What Makes a Great
“One-And-Only Pitch,”
Loaded-Up (Written) Screenplay Logline?

Loglines are a currency of Hollywood screenplay consideration.  While two- or three-sentence loglines can work, there’s something classic and inherently attractive about a great one-sentence version.  But, if it’s the only written pitch you get for a story, how much can one fit into one sentence?

To begin with, it’s hard to construct a great logline without first writing a great script.  And that, of course, requires skillfully orchestrating a number of dramatic story elements.  If one has enough outstanding story elements to make a great screenplay, there’s usually a way — if you’re willing to cram some — to get several of them into a brimming, written-out logline.  Here are some categories of story elements that can be poured into just one scripted sentence if one works hard enough at it:

  1. Unique (as in non-everyday) Character(s)
  2. Unique (as in non-everyday) Place/Setting
  3. Extremes and/or Opposites
  4. Conflict/Trials and Tribulations
  5. Emotion, or at least a “pointer” of sorts to Likely Emotion
  6. Triumph, or at least Attempt at Such
  7. A Funkiness Factor (–>That’s hard to fully define, but some scripts organically have it, while others don’t and may not need it)
  8. Unique Light Shed on the Human Condition and Outlook (–> For some higher storytelling/filmmaking aspirations, this can be a mandatory element, although it need not and should not be a heavy-handed one)

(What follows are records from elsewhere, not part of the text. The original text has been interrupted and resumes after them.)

//! Observation keys and the filenames derived from them.
//!
//! A key addresses one imaging frame. The local artifact name uses run, camcol
//! and field only; rerun is part of the remote path, not the filename.

use std::fmt;
use std::path::{Path, PathBuf};

/// Suffix of the decompressed artifact.
pub const ARTIFACT_SUFFIX: &str = ".fits";

/// Suffix of the compressed payload as served by the archive.
pub const INTERMEDIATE_SUFFIX: &str = ".fit.gz";

/// (run, rerun, camcol, field) identifying one frame in the archive.
#[derive(Debug, Clone, Copy, PartialEq, Eq, Hash, PartialOrd, Ord)]
pub struct ObservationKey {
    pub run: u32,
    pub rerun: u32,
    pub camcol: u32,
    pub field: u32,
}

impl ObservationKey {
    pub fn new(run: u32, rerun: u32, camcol: u32, field: u32) -> Self {
        Self {
            run,
            rerun,
            camcol,
            field,
        }
    }

    /// Common stem: `fpC-{run:06}-r{camcol}-{field:04}`.
    fn stem(&self) -> String {
        format!("fpC-{:06}-r{}-{:04}", self.run, self.camcol, self.field)
    }

    /// Name of the final decompressed file, e.g. `fpC-000094-r2-0012.fits`.
    pub fn artifact_filename(&self) -> String {
        format!("{}{}", self.stem(), ARTIFACT_SUFFIX)
    }

    /// Name of the compressed payload, e.g. `fpC-000094-r2-0012.fit.gz`.
    pub fn intermediate_filename(&self) -> String {
        format!("{}{}", self.stem(), INTERMEDIATE_SUFFIX)
    }

    pub fn artifact_path(&self, output_dir: &Path) -> PathBuf {
        output_dir.join(self.artifact_filename())
    }

    pub fn intermediate_path(&self, output_dir: &Path) -> PathBuf {
        output_dir.join(self.intermediate_filename())
    }
}

impl fmt::Display for ObservationKey {
    fn fmt(&self, f: &mut fmt::Formatter<'_>) -> fmt::Result {
        write!(
            f,
            "run={} rerun={} camcol={} field={}",
            self.run, self.rerun, self.camcol, self.field
        )
    }
}
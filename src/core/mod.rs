// mod.rs - Core logic module

pub mod aggregate;
pub mod executor;
pub mod pairs;
pub mod pipeline;

// Re-export main types for convenience
pub use aggregate::{GroupPairSummary, ResultAggregator};
pub use executor::{
    default_threads, CancellationToken, ComparisonExecutor, Deadline, ExecutionStats, ExecutorConfig,
    PairResult,
};
pub use pairs::{ComparisonScope, GroupPairKey, PairEnumerator, PairTask};
pub use pipeline::{
    load_groups, planned_comparisons, run_analysis, run_analysis_with, AnalysisOutcome, AnalysisSettings,
};
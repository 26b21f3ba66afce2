// nei_gojobori.rs - In-process Nei-Gojobori (1986) estimator

//! Pairwise dN/dS by the Nei-Gojobori counting method with Jukes-Cantor
//! correction.
//!
//! Sites are counted per codon as the fraction of single-base changes that
//! are synonymous, averaged over both sequences. Differences between codons
//! that differ at two or three positions are averaged over every mutational
//! pathway that avoids intermediate stop codons.

use itertools::Itertools;

use super::genetic_code::{GeneticCode, STOP};
use super::traits::{codon_frames, RateEstimator, SubstitutionRates};
use crate::error::RateError;

const BASES: [u8; 4] = [b'T', b'C', b'A', b'G'];

/// Proportion of differences at which Jukes-Cantor correction diverges.
const SATURATION: f64 = 0.75;

#[derive(Debug, Clone, Copy, Default)]
pub struct NeiGojobori {
    code: GeneticCode,
}

/// Site and difference totals behind one estimate.
#[derive(Debug, Clone, Copy, Default, PartialEq)]
pub struct SiteCounts {
    pub syn_sites: f64,
    pub nonsyn_sites: f64,
    pub syn_diffs: f64,
    pub nonsyn_diffs: f64,
    pub codons_compared: usize,
}

impl NeiGojobori {
    pub fn new(code: GeneticCode) -> Self {
        Self { code }
    }

    /// Accumulate sites and differences over comparable codons. Codons with
    /// non-ACGT bases or a stop in either sequence are skipped.
    pub fn count(&self, seq1: &[u8], seq2: &[u8]) -> Result<SiteCounts, RateError> {
        let (seq1, seq2) = codon_frames(seq1, seq2)?;
        let mut counts = SiteCounts::default();

        for (c1, c2) in seq1.chunks_exact(3).zip(seq2.chunks_exact(3)) {
            let c1 = upper_codon(c1);
            let c2 = upper_codon(c2);
            let (Some(aa1), Some(aa2)) = (self.code.translate(&c1), self.code.translate(&c2)) else {
                continue;
            };
            if aa1 == STOP || aa2 == STOP {
                continue;
            }

            let s1 = self.synonymous_sites(c1);
            let s2 = self.synonymous_sites(c2);
            counts.syn_sites += (s1 + s2) / 2.0;
            counts.nonsyn_sites += 3.0 - (s1 + s2) / 2.0;

            let (syn, non) = self.codon_differences(c1, c2);
            counts.syn_diffs += syn;
            counts.nonsyn_diffs += non;
            counts.codons_compared += 1;
        }

        if counts.codons_compared == 0 {
            return Err(RateError::NoComparableCodons);
        }
        Ok(counts)
    }

    /// Synonymous sites of one sense codon: sum over positions of the share
    /// of the three possible changes that keep the amino acid.
    fn synonymous_sites(&self, codon: [u8; 3]) -> f64 {
        let Some(aa) = self.code.translate(&codon) else {
            return 0.0;
        };
        let mut sites = 0.0;
        for pos in 0..3 {
            let synonymous = BASES
                .iter()
                .filter(|&&b| b != codon[pos])
                .filter(|&&b| {
                    let mut mutant = codon;
                    mutant[pos] = b;
                    self.code.translate(&mutant) == Some(aa)
                })
                .count();
            sites += synonymous as f64 / 3.0;
        }
        sites
    }

    /// (synonymous, nonsynonymous) differences between two sense codons.
    fn codon_differences(&self, c1: [u8; 3], c2: [u8; 3]) -> (f64, f64) {
        let positions: Vec<usize> = (0..3).filter(|&i| c1[i] != c2[i]).collect();
        match positions.len() {
            0 => (0.0, 0.0),
            1 => {
                if self.code.translate(&c1) == self.code.translate(&c2) {
                    (1.0, 0.0)
                } else {
                    (0.0, 1.0)
                }
            }
            n => {
                let mut syn = 0.0;
                let mut non = 0.0;
                let mut pathways = 0usize;
                for order in positions.iter().copied().permutations(n) {
                    if let Some((s, m)) = self.walk_pathway(c1, c2, &order) {
                        syn += s;
                        non += m;
                        pathways += 1;
                    }
                }
                if pathways == 0 {
                    // Every pathway passes through a stop codon
                    (0.0, n as f64)
                } else {
                    (syn / pathways as f64, non / pathways as f64)
                }
            }
        }
    }

    /// Step from `c1` to `c2` in the given order; `None` if a step hits a
    /// stop codon.
    fn walk_pathway(&self, c1: [u8; 3], c2: [u8; 3], order: &[usize]) -> Option<(f64, f64)> {
        let mut current = c1;
        let mut syn = 0.0;
        let mut non = 0.0;
        for &pos in order {
            let before = self.code.translate(&current)?;
            current[pos] = c2[pos];
            let after = self.code.translate(&current)?;
            if after == STOP {
                return None;
            }
            if before == after {
                syn += 1.0;
            } else {
                non += 1.0;
            }
        }
        Some((syn, non))
    }
}

impl RateEstimator for NeiGojobori {
    fn estimate(&self, seq1: &[u8], seq2: &[u8]) -> Result<SubstitutionRates, RateError> {
        let counts = self.count(seq1, seq2)?;
        let p_s = proportion(counts.syn_diffs, counts.syn_sites);
        let p_n = proportion(counts.nonsyn_diffs, counts.nonsyn_sites);
        let ds = jukes_cantor(p_s).ok_or(RateError::Saturated(p_s))?;
        let dn = jukes_cantor(p_n).ok_or(RateError::Saturated(p_n))?;
        Ok(SubstitutionRates::new(dn, ds))
    }

    fn name(&self) -> &'static str {
        "NG86"
    }

    fn description(&self) -> &'static str {
        "In-process Nei-Gojobori (1986) counting method with Jukes-Cantor correction"
    }
}

fn upper_codon(codon: &[u8]) -> [u8; 3] {
    [
        codon[0].to_ascii_uppercase(),
        codon[1].to_ascii_uppercase(),
        codon[2].to_ascii_uppercase(),
    ]
}

fn proportion(diffs: f64, sites: f64) -> f64 {
    if sites > 0.0 {
        diffs / sites
    } else {
        0.0
    }
}

/// d = -3/4 ln(1 - 4p/3); `None` once p reaches saturation.
fn jukes_cantor(p: f64) -> Option<f64> {
    if p <= 0.0 {
        return Some(0.0);
    }
    if p >= SATURATION {
        return None;
    }
    Some(-0.75 * (1.0 - 4.0 * p / 3.0).ln())
}

#[cfg(test)]
mod tests {
    use super::*;

    fn ng() -> NeiGojobori {
        NeiGojobori::default()
    }

    #[test]
    fn test_identical_sequences() {
        let seq = b"ATGGCTAAATTTGCT";
        let rates = ng().estimate(seq, seq).unwrap();
        assert_eq!(rates, SubstitutionRates::new(0.0, 0.0));
    }

    #[test]
    fn test_synonymous_change_only() {
        // TTT (Phe) -> TTC (Phe)
        let rates = ng().estimate(b"TTTGCTAAAGGG", b"TTCGCTAAAGGG").unwrap();
        assert!(rates.ds > 0.0);
        assert_eq!(rates.dn, 0.0);
    }

    #[test]
    fn test_nonsynonymous_change_only() {
        // AAA (Lys) -> GAA (Glu)
        let rates = ng().estimate(b"AAAGCTGCTGCTGCT", b"GAAGCTGCTGCTGCT").unwrap();
        assert!(rates.dn > 0.0);
        assert_eq!(rates.ds, 0.0);
    }

    #[test]
    fn test_site_counts() {
        let ng = ng();
        // ATG: every change is nonsynonymous
        assert_eq!(ng.synonymous_sites(*b"ATG"), 0.0);
        // GCT: third position is fourfold degenerate
        assert!((ng.synonymous_sites(*b"GCT") - 1.0).abs() < 1e-12);

        let counts = ng.count(b"ATGGCT", b"ATGGCC").unwrap();
        assert_eq!(counts.codons_compared, 2);
        assert!((counts.syn_sites + counts.nonsyn_sites - 6.0).abs() < 1e-12);
        assert!((counts.syn_diffs - 1.0).abs() < 1e-12);
    }

    #[test]
    fn test_multi_position_pathways() {
        // CTT (Leu) -> TTA (Leu): one pathway via TTT (Phe), one via CTA (Leu)
        let (syn, non) = ng().codon_differences(*b"CTT", *b"TTA");
        assert!((syn + non - 2.0).abs() < 1e-12);
        assert!(syn > 0.0);
    }

    #[test]
    fn test_skips_ambiguous_and_stop_codons() {
        let counts = ng().count(b"ATGNNNTAAGCT", b"ATGGCTTAAGCT").unwrap();
        assert_eq!(counts.codons_compared, 2);
        assert_eq!(
            ng().count(b"NNNTAA", b"GCTTAA"),
            Err(RateError::NoComparableCodons)
        );
    }

    #[test]
    fn test_length_mismatch() {
        assert_eq!(
            ng().estimate(b"ATGATGATG", b"ATGATG"),
            Err(RateError::LengthMismatch(9, 6))
        );
    }

    #[test]
    fn test_saturation_is_an_error() {
        // Every codon differs at the third position, all synonymous
        let seq1 = b"GCTGCTGCTGCT";
        let seq2 = b"GCCGCCGCCGCC";
        let err = ng().estimate(seq1, seq2).unwrap_err();
        assert!(matches!(err, RateError::Saturated(_)));
    }

    #[test]
    fn test_jukes_cantor() {
        assert_eq!(jukes_cantor(0.0), Some(0.0));
        let d = jukes_cantor(0.01).unwrap();
        assert!(d > 0.01 && d < 0.011);
        assert_eq!(jukes_cantor(0.75), None);
    }

    #[test]
    fn test_three_position_difference() {
        // AAA (Lys) -> GGG (Gly): each of the six pathways has one synonymous step
        assert_eq!(ng().codon_differences(*b"AAA", *b"GGG"), (1.0, 2.0));
    }
}
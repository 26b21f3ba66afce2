// genetic_code.rs - NCBI translation tables used by the in-process estimator

/// Amino acids in NCBI order (first base T,C,A,G; second T,C,A,G; third T,C,A,G).
const STANDARD: &[u8; 64] = b"FFLLSSSSYY**CC*WLLLLPPPPHHQQRRRRIIIMTTTTNNKKSSRRVVVVAAAADDEEGGGG";
const VERTEBRATE_MITOCHONDRIAL: &[u8; 64] =
    b"FFLLSSSSYY**CCWWLLLLPPPPHHQQRRRRIIMMTTTTNNKKSS**VVVVAAAADDEEGGGG";

pub const STOP: u8 = b'*';

/// A translation table identified by its NCBI number.
#[derive(Debug, Clone, Copy, PartialEq, Eq)]
pub struct GeneticCode {
    id: u8,
    table: &'static [u8; 64],
}

impl GeneticCode {
    /// Supported tables: 1 (standard), 2 (vertebrate mitochondrial),
    /// 11 (bacterial, archaeal and plant plastid; same amino acids as 1).
    pub fn from_id(id: u8) -> Result<Self, String> {
        let table = match id {
            1 | 11 => STANDARD,
            2 => VERTEBRATE_MITOCHONDRIAL,
            _ => {
                return Err(format!(
                    "Unsupported genetic code {} for the in-process estimator. Use: 1, 2, 11",
                    id
                ))
            }
        };
        Ok(Self { id, table })
    }

    pub fn standard() -> Self {
        Self { id: 1, table: STANDARD }
    }

    pub fn id(&self) -> u8 {
        self.id
    }

    /// Amino acid for an uppercase ACGT codon, `None` for anything else.
    pub fn translate(&self, codon: &[u8]) -> Option<u8> {
        if codon.len() != 3 {
            return None;
        }
        let mut index = 0usize;
        for &base in codon {
            index = index * 4 + base_index(base)?;
        }
        Some(self.table[index])
    }

    pub fn is_stop(&self, codon: &[u8]) -> bool {
        self.translate(codon) == Some(STOP)
    }
}

impl Default for GeneticCode {
    fn default() -> Self {
        Self::standard()
    }
}

fn base_index(base: u8) -> Option<usize> {
    match base.to_ascii_uppercase() {
        b'T' | b'U' => Some(0),
        b'C' => Some(1),
        b'A' => Some(2),
        b'G' => Some(3),
        _ => None,
    }
}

Getting all of that well integrated into a screenplay is no small feat!  Getting a bunch of that into a written logline may be even more challenging in a way.  But the effort can be worth it at times.

If one scores a loaded-up logline (not the script that goes with it, but just and only the one-sentence logline) with respect to those eight categories, granting 0, 1, or 2 points in each category under the following grading system:

0 points = The element is not really perceptible at all from the “going-long” logline itself;
1 point = The element is in the logline in some measure, even if it’s not overwhelming; and
2 points = The element really jumps out as notably strong/good just from the long-ish logline

…then a totaled-up score of 10 should equal a pretty darn good “full-pitch,” scripted logline, signaling to the reader of it that there’s a pretty good screenplay behind it.  Especially if category 8 is a component of the overall score, when that is a desired element.

Not everything in screenwriting or filmmaking can or should be reduced to a scoring system, any kind of scoring system (that would undoubtably threaten the unbridled creativity that makes great films great!), but this is a shorthand way that can, at times, produce a uniquely targeted logline.